● **INFORMATION PROVIDED**:
========
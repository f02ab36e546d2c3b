//! Coverage-delta pipeline
//!
//! build -> baseline coverage -> generate -> rerun -> report. Strictly
//! linear: each stage feeds the next and the first fatal failure ends the run.

use crate::config::PipelineConfig;
use crate::cost::CostEstimate;
use crate::coverage::{self, CoverageMeasurement};
use crate::error::{GenerationError, PipelineError, Stage};
use crate::extract::extract_code_block;
use crate::llm::{build_test_prompt, PromptContext, TestGenerator, SAMPLE_METHOD};
use crate::report::{GeneratedArtifact, PipelineReport};
use crate::test_output::TestRunResult;
use crate::toolchain::Toolchain;
use std::fs;
use std::io;
use std::path::Path;

pub struct Pipeline<'a, T, G> {
    config: &'a PipelineConfig,
    toolchain: T,
    generator: G,
}

impl<'a, T: Toolchain, G: TestGenerator> Pipeline<'a, T, G> {
    pub fn new(config: &'a PipelineConfig, toolchain: T, generator: G) -> Self {
        Self {
            config,
            toolchain,
            generator,
        }
    }

    pub fn run(&self) -> Result<PipelineReport, PipelineError> {
        self.build()?;
        let baseline = self.baseline_coverage()?;
        let artifact = self.generate(baseline)?;
        let (test_run, improved) = self.rerun(baseline)?;

        tracing::info!(stage = %Stage::Report, "assembling report");
        let report = PipelineReport::new(baseline, artifact, test_run, improved);
        tracing::info!(
            baseline = report.baseline.ratio,
            improved = report.improved.ratio,
            delta = report.delta,
            cost_usd = report.cost.dollars,
            "pipeline complete"
        );
        Ok(report)
    }

    fn build(&self) -> Result<(), PipelineError> {
        tracing::info!(stage = %Stage::Build, "building project");
        let outcome = self.toolchain.build();
        if !outcome.success {
            return Err(PipelineError::Build {
                outcome: Box::new(outcome),
            });
        }
        Ok(())
    }

    fn baseline_coverage(&self) -> Result<CoverageMeasurement, PipelineError> {
        tracing::info!(stage = %Stage::BaselineCoverage, "measuring baseline coverage");
        let project = &self.config.project;
        let results_dir = project.baseline_results_path();
        clear_dir(&results_dir).map_err(|source| PipelineError::Io {
            stage: Stage::BaselineCoverage,
            path: results_dir.clone(),
            baseline: None,
            source,
        })?;

        // A failing baseline run still counts: zero coverage is a valid baseline.
        let outcome = self.toolchain.run_tests(&results_dir);
        if !outcome.success {
            tracing::warn!(exit_code = ?outcome.exit_code, "baseline test run did not succeed");
        }

        let baseline = coverage::measure(&results_dir, &project.report_file_name);
        tracing::info!(ratio = baseline.ratio, "baseline coverage {:.1}%", baseline.percent());
        Ok(baseline)
    }

    fn generate(&self, baseline: CoverageMeasurement) -> Result<GeneratedArtifact, PipelineError> {
        tracing::info!(stage = %Stage::Generate, "generating tests");
        let project = &self.config.project;
        let generation = &self.config.generation;

        let method = match project.method_source_path() {
            Some(path) => fs::read_to_string(&path).map_err(|source| PipelineError::Io {
                stage: Stage::Generate,
                path,
                baseline: Some(baseline),
                source,
            })?,
            None => SAMPLE_METHOD.to_string(),
        };
        let prompt = build_test_prompt(&method, &PromptContext::from(generation));

        let fail = |source: GenerationError| PipelineError::Generation { baseline, source };
        let output = self.generator.generate(&prompt).map_err(fail)?;

        let code = extract_code_block(&output.text, &generation.language);
        if code.is_empty() {
            return Err(fail(GenerationError::EmptyContent));
        }

        let cost = CostEstimate::from_usage(&output.usage);
        tracing::info!(
            input_tokens = cost.input_tokens,
            output_tokens = cost.output_tokens,
            cost_usd = cost.dollars,
            "tests generated"
        );

        let path = project.target_test_file_path();
        write_target(&path, &code).map_err(|source| PipelineError::Io {
            stage: Stage::Generate,
            path: path.clone(),
            baseline: Some(baseline),
            source,
        })?;
        tracing::info!(path = %path.display(), "wrote generated tests");

        Ok(GeneratedArtifact {
            source_text: code,
            token_usage: output.usage,
            path,
        })
    }

    fn rerun(
        &self,
        baseline: CoverageMeasurement,
    ) -> Result<(TestRunResult, CoverageMeasurement), PipelineError> {
        tracing::info!(stage = %Stage::Rerun, "rerunning tests with generated file");
        let project = &self.config.project;
        let results_dir = project.improved_results_path();
        clear_dir(&results_dir).map_err(|source| PipelineError::Io {
            stage: Stage::Rerun,
            path: results_dir.clone(),
            baseline: Some(baseline),
            source,
        })?;

        let outcome = self.toolchain.run_tests(&results_dir);
        let test_run = TestRunResult::parse(&outcome.combined_output());
        if !test_run.recognized {
            tracing::warn!("test runner output had no recognizable summary");
        }

        let improved = coverage::measure(&results_dir, &project.report_file_name);
        tracing::info!(
            ratio = improved.ratio,
            passed = test_run.passed,
            failed = test_run.failed,
            "improved coverage {:.1}%",
            improved.percent()
        );
        Ok((test_run, improved))
    }
}

/// Remove a results directory left by a previous run. Missing is fine.
fn clear_dir(dir: &Path) -> io::Result<()> {
    match fs::remove_dir_all(dir) {
        Ok(()) => Ok(()),
        Err(err) if err.kind() == io::ErrorKind::NotFound => Ok(()),
        Err(err) => Err(err),
    }
}

fn write_target(path: &Path, code: &str) -> io::Result<()> {
    if let Some(parent) = path.parent() {
        if !parent.as_os_str().is_empty() {
            fs::create_dir_all(parent)?;
        }
    }
    fs::write(path, code)
}

#[cfg(test)]
mod tests;
use std::net::SocketAddr;
use std::sync::Arc;

use anyhow::Context;
use clap::Parser;
use tokio::net::TcpListener;
use tower_http::trace::TraceLayer;
use tracing::info;

use linkstream::config::{AppConfig, CliArgs, StoreBackend};
use linkstream::fetcher::ChunkFetcher;
use linkstream::handler::AppState;
use linkstream::ingest::Ingestor;
use linkstream::links::LinkRegistry;
use linkstream::pool::SessionPool;
use linkstream::server::build_router;
use linkstream::store::memory::MemoryStore;
use linkstream::store::s3::S3Store;
use linkstream::store::{ensure_reachable, ObjectStore};
use linkstream::trace::TraceWriter;

const MEMORY_PARTITION: &str = "local";

#[tokio::main(flavor = "multi_thread")]
async fn main() -> anyhow::Result<()> {
    init_tracing();

    let args = CliArgs::parse();
    let trace = match args.debug_trace.as_deref() {
        Some(p) => {
            let tw = TraceWriter::create(std::path::Path::new(p))
                .with_context(|| format!("failed to create debug trace file {p}"))?;
            info!(path = p, "debug trace enabled");
            Some(Arc::new(tw))
        }
        None => None,
    };
    let config = Arc::new(AppConfig::try_from(args)?);

    // ---------- session pool ----------
    let pool: Arc<SessionPool<dyn ObjectStore>> = Arc::new(SessionPool::new());
    match config.store {
        StoreBackend::Memory => {
            info!(container = %config.container, "using in-memory store");
            let store: Arc<dyn ObjectStore> =
                Arc::new(MemoryStore::new(config.container.clone(), MEMORY_PARTITION));
            ensure_reachable(store.as_ref(), &config.container).await?;
            pool.register(0, store)?;
        }
        StoreBackend::S3 => {
            let primary: Arc<dyn ObjectStore> = Arc::new(S3Store::connect(&config, None).await?);
            ensure_reachable(primary.as_ref(), &config.container)
                .await
                .context("default credentials")?;
            pool.register(0, primary)?;
            for (i, profile) in config.profiles.iter().enumerate() {
                let store: Arc<dyn ObjectStore> =
                    Arc::new(S3Store::connect(&config, Some(profile)).await?);
                ensure_reachable(store.as_ref(), &config.container)
                    .await
                    .with_context(|| format!("profile {profile}"))?;
                pool.register(i as u32 + 1, store)?;
            }
        }
    }
    info!(clients = pool.len(), chunk_size = config.chunk_size, "session pool ready");

    // ---------- links + ingestion ----------
    let links = Arc::new(match &config.links_file {
        Some(path) => LinkRegistry::open(path).await?,
        None => LinkRegistry::in_memory(),
    });
    let (_, primary) = pool.select()?;
    let ingestor = Arc::new(Ingestor::new(
        primary,
        links.clone(),
        config.temp_dir.clone(),
        config.base_url.clone(),
    ));
    if config.owner_token.is_none() {
        info!("no owner token configured; URL ingestion disabled");
    }

    // ---------- application state ----------
    let state = AppState {
        config: config.clone(),
        pool,
        fetcher: Arc::new(ChunkFetcher::new()),
        links,
        ingestor,
        trace: trace.clone(),
    };

    // ---------- HTTP server ----------
    let app = build_router(state).layer(TraceLayer::new_for_http());
    let addr = SocketAddr::new(config.bind_ip, config.port);
    let listener = TcpListener::bind(addr).await?;
    info!(base_url = %config.base_url, "linkstream listening on http://{addr}");
    axum::serve(listener, app)
        .with_graceful_shutdown(shutdown_signal())
        .await?;

    if let Some(tw) = &trace {
        tw.flush();
    }
    info!("shut down");
    Ok(())
}

async fn shutdown_signal() {
    if let Err(e) = tokio::signal::ctrl_c().await {
        tracing::warn!("cannot listen for ctrl-c: {e}");
        std::future::pending::<()>().await;
    }
}

fn init_tracing() {
    tracing_subscriber::fmt()
        .with_env_filter(
            tracing_subscriber::EnvFilter::try_from_default_env().unwrap_or_else(|_| {
                "linkstream=info,tower_http=info".into()
            }),
        )
        .with_target(false)
        .compact()
        .init();
}
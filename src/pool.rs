//! Load-balanced pool of store clients.
//!
//! Every entry carries a workload counter: the number of streams currently
//! pinned to it. New streams go to the least-loaded entry, ties broken by the
//! lowest id. Workload is held through a [`WorkloadGuard`], which releases it
//! exactly once when dropped, whether the stream finished, failed or the
//! client went away mid-body.

use std::collections::BTreeMap;
use std::sync::Arc;

use parking_lot::Mutex;
use serde::Serialize;
use tracing::{debug, warn};

use crate::error::{GatewayError, GatewayResult};

pub type ClientId = u32;

struct PoolEntry<S: ?Sized> {
    handle: Arc<S>,
    workload: u64,
}

pub struct SessionPool<S: ?Sized> {
    entries: Mutex<BTreeMap<ClientId, PoolEntry<S>>>,
}

#[derive(Debug, Clone, Copy, PartialEq, Eq, Serialize)]
pub struct WorkloadSnapshot {
    pub id: ClientId,
    pub workload: u64,
}

impl<S: ?Sized> Default for SessionPool<S> {
    fn default() -> Self {
        Self {
            entries: Mutex::new(BTreeMap::new()),
        }
    }
}

impl<S: ?Sized> SessionPool<S> {
    pub fn new() -> Self {
        Self::default()
    }

    /// Add a client with zero workload.
    pub fn register(&self, id: ClientId, handle: Arc<S>) -> GatewayResult<()> {
        let mut entries = self.entries.lock();
        if entries.contains_key(&id) {
            return Err(GatewayError::DuplicateSession(id));
        }
        entries.insert(id, PoolEntry { handle, workload: 0 });
        Ok(())
    }

    /// Least-loaded client; the lowest id wins a tie.
    pub fn select(&self) -> GatewayResult<(ClientId, Arc<S>)> {
        let entries = self.entries.lock();
        least_loaded(&entries)
            .map(|(id, entry)| (id, entry.handle.clone()))
            .ok_or(GatewayError::NoSessionAvailable)
    }

    pub fn acquire(&self, id: ClientId) -> GatewayResult<()> {
        let mut entries = self.entries.lock();
        let entry = entries
            .get_mut(&id)
            .ok_or(GatewayError::NoSessionAvailable)?;
        entry.workload += 1;
        Ok(())
    }

    pub fn release(&self, id: ClientId) {
        let mut entries = self.entries.lock();
        match entries.get_mut(&id) {
            Some(entry) if entry.workload > 0 => entry.workload -= 1,
            Some(_) => warn!(client = id, "release without matching acquire"),
            None => warn!(client = id, "release for unknown client"),
        }
    }

    pub fn workload(&self, id: ClientId) -> Option<u64> {
        self.entries.lock().get(&id).map(|e| e.workload)
    }

    pub fn snapshot(&self) -> Vec<WorkloadSnapshot> {
        self.entries
            .lock()
            .iter()
            .map(|(&id, e)| WorkloadSnapshot {
                id,
                workload: e.workload,
            })
            .collect()
    }

    pub fn len(&self) -> usize {
        self.entries.lock().len()
    }

    pub fn is_empty(&self) -> bool {
        self.entries.lock().is_empty()
    }

    /// Select and acquire under one lock, so a burst of requests spreads
    /// across the pool instead of piling onto the same entry.
    pub fn checkout(self: &Arc<Self>) -> GatewayResult<WorkloadGuard<S>> {
        let (id, handle) = {
            let mut entries = self.entries.lock();
            let id = least_loaded(&entries)
                .map(|(id, _)| id)
                .ok_or(GatewayError::NoSessionAvailable)?;
            let entry = entries
                .get_mut(&id)
                .ok_or(GatewayError::NoSessionAvailable)?;
            entry.workload += 1;
            (id, entry.handle.clone())
        };
        debug!(client = id, "workload acquired");
        Ok(WorkloadGuard {
            pool: self.clone(),
            id,
            handle,
        })
    }
}

fn least_loaded<S: ?Sized>(
    entries: &BTreeMap<ClientId, PoolEntry<S>>,
) -> Option<(ClientId, &PoolEntry<S>)> {
    // BTreeMap iterates in id order and min_by_key keeps the first minimum.
    entries
        .iter()
        .min_by_key(|(_, e)| e.workload)
        .map(|(&id, e)| (id, e))
}

/// Holds one unit of workload on a pool entry until dropped.
pub struct WorkloadGuard<S: ?Sized> {
    pool: Arc<SessionPool<S>>,
    id: ClientId,
    handle: Arc<S>,
}

impl<S: ?Sized> WorkloadGuard<S> {
    pub fn id(&self) -> ClientId {
        self.id
    }

    pub fn handle(&self) -> &Arc<S> {
        &self.handle
    }
}

impl<S: ?Sized> Drop for WorkloadGuard<S> {
    fn drop(&mut self) {
        self.pool.release(self.id);
        debug!(client = self.id, "workload released");
    }
}

#[cfg(test)]
mod tests {
    use super::*;

    fn pool_with(workloads: &[u64]) -> Arc<SessionPool<str>> {
        let pool = Arc::new(SessionPool::new());
        for (id, &load) in workloads.iter().enumerate() {
            pool.register(id as ClientId, Arc::from(format!("client-{id}").as_str()))
                .unwrap();
            for _ in 0..load {
                pool.acquire(id as ClientId).unwrap();
            }
        }
        pool
    }

    #[test]
    fn select_prefers_lowest_id_among_least_loaded() {
        let pool = pool_with(&[3, 1, 1, 5]);
        let (id, handle) = pool.select().unwrap();
        assert_eq!(id, 1);
        assert_eq!(&*handle, "client-1");
    }

    #[test]
    fn empty_pool_has_no_session() {
        let pool: SessionPool<str> = SessionPool::new();
        assert!(matches!(pool.select(), Err(GatewayError::NoSessionAvailable)));
    }

    #[test]
    fn duplicate_ids_are_rejected() {
        let pool = pool_with(&[0]);
        let err = pool.register(0, Arc::from("again")).unwrap_err();
        assert!(matches!(err, GatewayError::DuplicateSession(0)));
    }

    #[test]
    fn guard_releases_exactly_once() {
        let pool = pool_with(&[1, 0]);
        let guard = pool.checkout().unwrap();
        assert_eq!(guard.id(), 1);
        assert_eq!(&**guard.handle(), "client-1");
        assert_eq!(pool.workload(1), Some(1));
        drop(guard);
        assert_eq!(pool.workload(1), Some(0));
        assert_eq!(pool.workload(0), Some(1));
    }

    #[test]
    fn release_never_goes_negative() {
        let pool = pool_with(&[0]);
        pool.release(0);
        assert_eq!(pool.workload(0), Some(0));
    }

    #[test]
    fn checkout_spreads_concurrent_streams() {
        let pool = pool_with(&[0, 0, 0]);
        let a = pool.checkout().unwrap();
        let b = pool.checkout().unwrap();
        let c = pool.checkout().unwrap();
        let mut ids = vec![a.id(), b.id(), c.id()];
        ids.sort_unstable();
        assert_eq!(ids, vec![0, 1, 2]);
        drop((a, b, c));
        assert!(pool.snapshot().iter().all(|s| s.workload == 0));
    }

    #[test]
    fn counters_survive_parallel_acquire_release() {
        let pool = pool_with(&[0, 0]);
        let threads: Vec<_> = (0..8)
            .map(|_| {
                let pool = pool.clone();
                std::thread::spawn(move || {
                    for _ in 0..1000 {
                        let guard = pool.checkout().unwrap();
                        drop(guard);
                    }
                })
            })
            .collect();
        for t in threads {
            t.join().unwrap();
        }
        assert_eq!(pool.workload(0), Some(0));
        assert_eq!(pool.workload(1), Some(0));
    }
}
pub mod config;
pub mod error;
pub mod fetcher;
pub mod handler;
pub mod ingest;
pub mod links;
pub mod page;
pub mod pool;
pub mod range;
pub mod server;
pub mod store;
pub mod trace;
pub mod translator;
========
All that is needed is the exact run of lines above from the line containing "pub struct WorkloadGuard<S: ?Sized>" through the line containing "let pool = pool_with(&[3, 1, 1, 5]);", both of them included.

● **ANSWER TO THE EXERCISE**:
pub struct WorkloadGuard<S: ?Sized> {
    pool: Arc<SessionPool<S>>,
    id: ClientId,
    handle: Arc<S>,
}

impl<S: ?Sized> WorkloadGuard<S> {
    pub fn id(&self) -> ClientId {
        self.id
    }

    pub fn handle(&self) -> &Arc<S> {
        &self.handle
    }
}

impl<S: ?Sized> Drop for WorkloadGuard<S> {
    fn drop(&mut self) {
        self.pool.release(self.id);
        debug!(client = self.id, "workload released");
    }
}

#[cfg(test)]
mod tests {
    use super::*;

    fn pool_with(workloads: &[u64]) -> Arc<SessionPool<str>> {
        let pool = Arc::new(SessionPool::new());
        for (id, &load) in workloads.iter().enumerate() {
            pool.register(id as ClientId, Arc::from(format!("client-{id}").as_str()))
                .unwrap();
            for _ in 0..load {
                pool.acquire(id as ClientId).unwrap();
            }
        }
        pool
    }

    #[test]
    fn select_prefers_lowest_id_among_least_loaded() {
        let pool = pool_with(&[3, 1, 1, 5]);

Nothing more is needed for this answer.